In 2021, the Pompidou Group introduced a subject that so far has not received enough attention: children whose parents use drugs. The impact of parental substance use is reflected in the children’s development outcomes and in their daily lives. In order to protect children, it is necessary to address their needs as holders of human rights and make sure they grow up in a healthy and protected environment.

This project addresses both the children and parents affected by substance use while focusing on the programmes, services and practices in place in the different states to address the issue. It includes a wide range of interventions in the field of programmes aimed at families and children, services for women who use substances and are mothers, dependence treatment services that take into account parental responsibilities and the children’s needs and particular situation, as well as shelters for female victims and survivors of violence who use substances.

The project on children whose parents use drugs has been carried out in two phases: the first one started in November 2020 and was completed in February 2021. The second phase has been implemented throughout 2021 with the involvement of 11 countries (Croatia, Cyprus, Greece, Iceland, Ireland, Italy, Mexico, Poland, Romania, Switzerland and Turkey).

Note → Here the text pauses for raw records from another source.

//! Record decoding over an assigned byte range.
//!
//! [`TraceCursor`] carries `{buffer, offset}` so bounds checking is a
//! structural property of every read rather than a calling convention on raw
//! offset arithmetic. [`decode_record`](TraceCursor::decode_record) returns a
//! borrowed [`Record`] whose payloads are sub-slices of the input; records
//! are ephemeral and consumed within one decode step.

use crate::format::RecordTag;

#[derive(Debug, thiserror::Error)]
pub enum TraceDecodeError {
    #[error("unknown record tag {tag:#x} at offset {offset:#x}")]
    UnknownTag { tag: u32, offset: usize },

    #[error(
        "record at offset {offset:#x} is truncated (needed {needed} bytes, {available} available)"
    )]
    Truncated {
        offset: usize,
        needed: usize,
        available: usize,
    },

    #[error("record payload length overflows at offset {offset:#x}")]
    LengthOverflow { offset: usize },

    #[error("lz4 decompression failed: {0}")]
    Lz4(#[from] lz4_flex::block::DecompressError),

    #[error("decompressed length mismatch (expected {expected} bytes, produced {produced})")]
    DecompressedLenMismatch { expected: usize, produced: usize },
}

/// One decoded trace record. Payload slices borrow from the decoded range.
#[derive(Debug, Clone, PartialEq, Eq)]
pub enum Record<'a> {
    PrimaryBufferStart {
        word_count: u32,
    },
    PrimaryBufferEnd,
    IndirectBufferStart {
        word_count: u32,
    },
    IndirectBufferEnd,
    /// The payload is the packet's `word_count * 4` command-buffer bytes,
    /// copied verbatim into guest memory at `base_address` by playback.
    PacketStart {
        base_address: u32,
        word_count: u32,
        payload: &'a [u8],
    },
    PacketEnd,
    /// Captured guest-memory content read back during tracing. Raw bytes if
    /// `full_length == 0`, otherwise `payload` is an lz4 block that expands
    /// to exactly `full_length` bytes.
    MemoryRead {
        base_address: u32,
        length: u32,
        full_length: u32,
        payload: &'a [u8],
    },
    /// Write-direction memory traffic. Decoded for framing but not applied
    /// by playback.
    MemoryWrite {
        base_address: u32,
        length: u32,
    },
    Event {
        event_type: u32,
    },
}

/// Bounds-checked cursor over one assigned trace byte range.
#[derive(Debug)]
pub struct TraceCursor<'a> {
    buf: &'a [u8],
    offset: usize,
}

impl<'a> TraceCursor<'a> {
    pub fn new(buf: &'a [u8]) -> Self {
        Self { buf, offset: 0 }
    }

    /// Byte offset of the next unread byte, relative to the range start.
    pub fn offset(&self) -> usize {
        self.offset
    }

    pub fn remaining(&self) -> usize {
        self.buf.len() - self.offset
    }

    pub fn is_empty(&self) -> bool {
        self.offset == self.buf.len()
    }

    fn take(&mut self, len: usize) -> Result<&'a [u8], TraceDecodeError> {
        let available = self.remaining();
        if len > available {
            return Err(TraceDecodeError::Truncated {
                offset: self.offset,
                needed: len,
                available,
            });
        }
        let slice = &self.buf[self.offset..self.offset + len];
        self.offset += len;
        Ok(slice)
    }

    fn read_u32(&mut self) -> Result<u32, TraceDecodeError> {
        let bytes = self.take(4)?;
        Ok(u32::from_le_bytes(bytes.try_into().unwrap()))
    }

    /// Decode the record at the current offset, advancing past its header
    /// and payload.
    ///
    /// On error the cursor is left mid-record and must not be reused; the
    /// failing offset is carried in the error.
    pub fn decode_record(&mut self) -> Result<Record<'a>, TraceDecodeError> {
        let record_offset = self.offset;
        let raw_tag = self.read_u32()?;
        let tag = RecordTag::from_u32(raw_tag).ok_or(TraceDecodeError::UnknownTag {
            tag: raw_tag,
            offset: record_offset,
        })?;

        match tag {
            RecordTag::PrimaryBufferStart => {
                let word_count = self.read_u32()?;
                self.take(word_byte_len(word_count, record_offset)?)?;
                Ok(Record::PrimaryBufferStart { word_count })
            }
            RecordTag::PrimaryBufferEnd => Ok(Record::PrimaryBufferEnd),
            RecordTag::IndirectBufferStart => {
                let word_count = self.read_u32()?;
                self.take(word_byte_len(word_count, record_offset)?)?;
                Ok(Record::IndirectBufferStart { word_count })
            }
            RecordTag::IndirectBufferEnd => Ok(Record::IndirectBufferEnd),
            RecordTag::PacketStart => {
                let base_address = self.read_u32()?;
                let word_count = self.read_u32()?;
                let payload = self.take(word_byte_len(word_count, record_offset)?)?;
                Ok(Record::PacketStart {
                    base_address,
                    word_count,
                    payload,
                })
            }
            RecordTag::PacketEnd => Ok(Record::PacketEnd),
            RecordTag::MemoryRead => {
                let base_address = self.read_u32()?;
                let length = self.read_u32()?;
                let full_length = self.read_u32()?;
                let payload = self.take(usize_len(length, record_offset)?)?;
                Ok(Record::MemoryRead {
                    base_address,
                    length,
                    full_length,
                    payload,
                })
            }
            RecordTag::MemoryWrite => {
                let base_address = self.read_u32()?;
                let length = self.read_u32()?;
                self.take(usize_len(length, record_offset)?)?;
                Ok(Record::MemoryWrite {
                    base_address,
                    length,
                })
            }
            RecordTag::Event => {
                let event_type = self.read_u32()?;
                Ok(Record::Event { event_type })
            }
        }
    }
}

fn usize_len(len: u32, offset: usize) -> Result<usize, TraceDecodeError> {
    usize::try_from(len).map_err(|_| TraceDecodeError::LengthOverflow { offset })
}

fn word_byte_len(word_count: u32, offset: usize) -> Result<usize, TraceDecodeError> {
    usize_len(word_count, offset)?
        .checked_mul(4)
        .ok_or(TraceDecodeError::LengthOverflow { offset })
}

/// Decompress a `MemoryRead` lz4 block payload into `dst`, requiring that it
/// expands to exactly `dst.len()` bytes.
pub fn decompress_into(src: &[u8], dst: &mut [u8]) -> Result<(), TraceDecodeError> {
    let produced = lz4_flex::block::decompress_into(src, dst)?;
    if produced != dst.len() {
        return Err(TraceDecodeError::DecompressedLenMismatch {
            expected: dst.len(),
            produced,
        });
    }
    Ok(())
}

#[cfg(test)]
mod tests {
    use super::*;

    fn record_bytes(build: impl FnOnce(&mut Vec<u8>)) -> Vec<u8> {
        let mut buf = Vec::new();
        build(&mut buf);
        buf
    }

    fn push_u32(buf: &mut Vec<u8>, v: u32) {
        buf.extend_from_slice(&v.to_le_bytes());
    }

    #[test]
    fn decodes_packet_start_with_payload() {
        let buf = record_bytes(|b| {
            push_u32(b, RecordTag::PacketStart as u32);
            push_u32(b, 0x1000);
            push_u32(b, 2);
            push_u32(b, 0xAAAA_AAAA);
            push_u32(b, 0xBBBB_BBBB);
        });
        let mut cursor = TraceCursor::new(&buf);
        let record = cursor.decode_record().unwrap();
        assert_eq!(
            record,
            Record::PacketStart {
                base_address: 0x1000,
                word_count: 2,
                payload: &buf[12..20],
            }
        );
        assert!(cursor.is_empty());
    }

    #[test]
    fn decodes_header_only_records() {
        let buf = record_bytes(|b| {
            push_u32(b, RecordTag::PrimaryBufferEnd as u32);
            push_u32(b, RecordTag::IndirectBufferEnd as u32);
            push_u32(b, RecordTag::PacketEnd as u32);
            push_u32(b, RecordTag::Event as u32);
            push_u32(b, 7);
        });
        let mut cursor = TraceCursor::new(&buf);
        assert_eq!(cursor.decode_record().unwrap(), Record::PrimaryBufferEnd);
        assert_eq!(cursor.decode_record().unwrap(), Record::IndirectBufferEnd);
        assert_eq!(cursor.decode_record().unwrap(), Record::PacketEnd);
        assert_eq!(
            cursor.decode_record().unwrap(),
            Record::Event { event_type: 7 }
        );
        assert!(cursor.is_empty());
    }

    #[test]
    fn buffer_markers_skip_trailing_words() {
        let buf = record_bytes(|b| {
            push_u32(b, RecordTag::PrimaryBufferStart as u32);
            push_u32(b, 3);
            b.extend_from_slice(&[0u8; 12]);
            push_u32(b, RecordTag::Event as u32);
            push_u32(b, 1);
        });
        let mut cursor = TraceCursor::new(&buf);
        assert_eq!(
            cursor.decode_record().unwrap(),
            Record::PrimaryBufferStart { word_count: 3 }
        );
        // The skipped words must not be re-interpreted as records.
        assert_eq!(
            cursor.decode_record().unwrap(),
            Record::Event { event_type: 1 }
        );
    }

    #[test]
    fn unknown_tag_is_an_error_not_a_fallback() {
        let buf = record_bytes(|b| push_u32(b, 0xDEAD_BEEF));
        let mut cursor = TraceCursor::new(&buf);
        let err = cursor.decode_record().unwrap_err();
        assert!(matches!(
            err,
            TraceDecodeError::UnknownTag {
                tag: 0xDEAD_BEEF,
                offset: 0
            }
        ));
    }

    #[test]
    fn truncated_payload_reports_offset_and_need() {
        let buf = record_bytes(|b| {
            push_u32(b, RecordTag::MemoryRead as u32);
            push_u32(b, 0x2000);
            push_u32(b, 16); // length
            push_u32(b, 0); // full_length
            b.extend_from_slice(&[0u8; 8]); // only half the payload
        });
        let mut cursor = TraceCursor::new(&buf);
        let err = cursor.decode_record().unwrap_err();
        assert!(matches!(
            err,
            TraceDecodeError::Truncated {
                needed: 16,
                available: 8,
                ..
            }
        ));
    }

    #[test]
    fn truncated_header_is_an_error() {
        let buf = record_bytes(|b| {
            push_u32(b, RecordTag::PacketStart as u32);
            push_u32(b, 0x1000);
            // word_count field missing entirely
        });
        let mut cursor = TraceCursor::new(&buf);
        assert!(matches!(
            cursor.decode_record().unwrap_err(),
            TraceDecodeError::Truncated { .. }
        ));
    }

    #[test]
    fn decompress_into_roundtrips_and_checks_length() {
        let original: Vec<u8> = (0..64u8).collect();
        let compressed = lz4_flex::block::compress(&original);

        let mut dst = vec![0u8; 64];
        decompress_into(&compressed, &mut dst).unwrap();
        assert_eq!(dst, original);

        let mut wrong = vec![0u8; 128];
        let err = decompress_into(&compressed, &mut wrong).unwrap_err();
        assert!(matches!(
            err,
            TraceDecodeError::DecompressedLenMismatch {
                expected: 128,
                produced: 64
            }
        ));
    }
}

Chapter two “Family and children oriented services that take into account drug use” looks at a wide range of practices from Cyprus, Iceland, Ireland and Italy that span from prevention programmes with children to intense interventions with parents and children in very vulnerable contexts and situations in between. The programmes and practices aim at providing children with skills, opportunities and safe spaces, while addressing families’ complex needs through systemic and holistic interventions in the attempt to maintain family unity while increasing parental skills, attachment, communication and resilience for both parents and children.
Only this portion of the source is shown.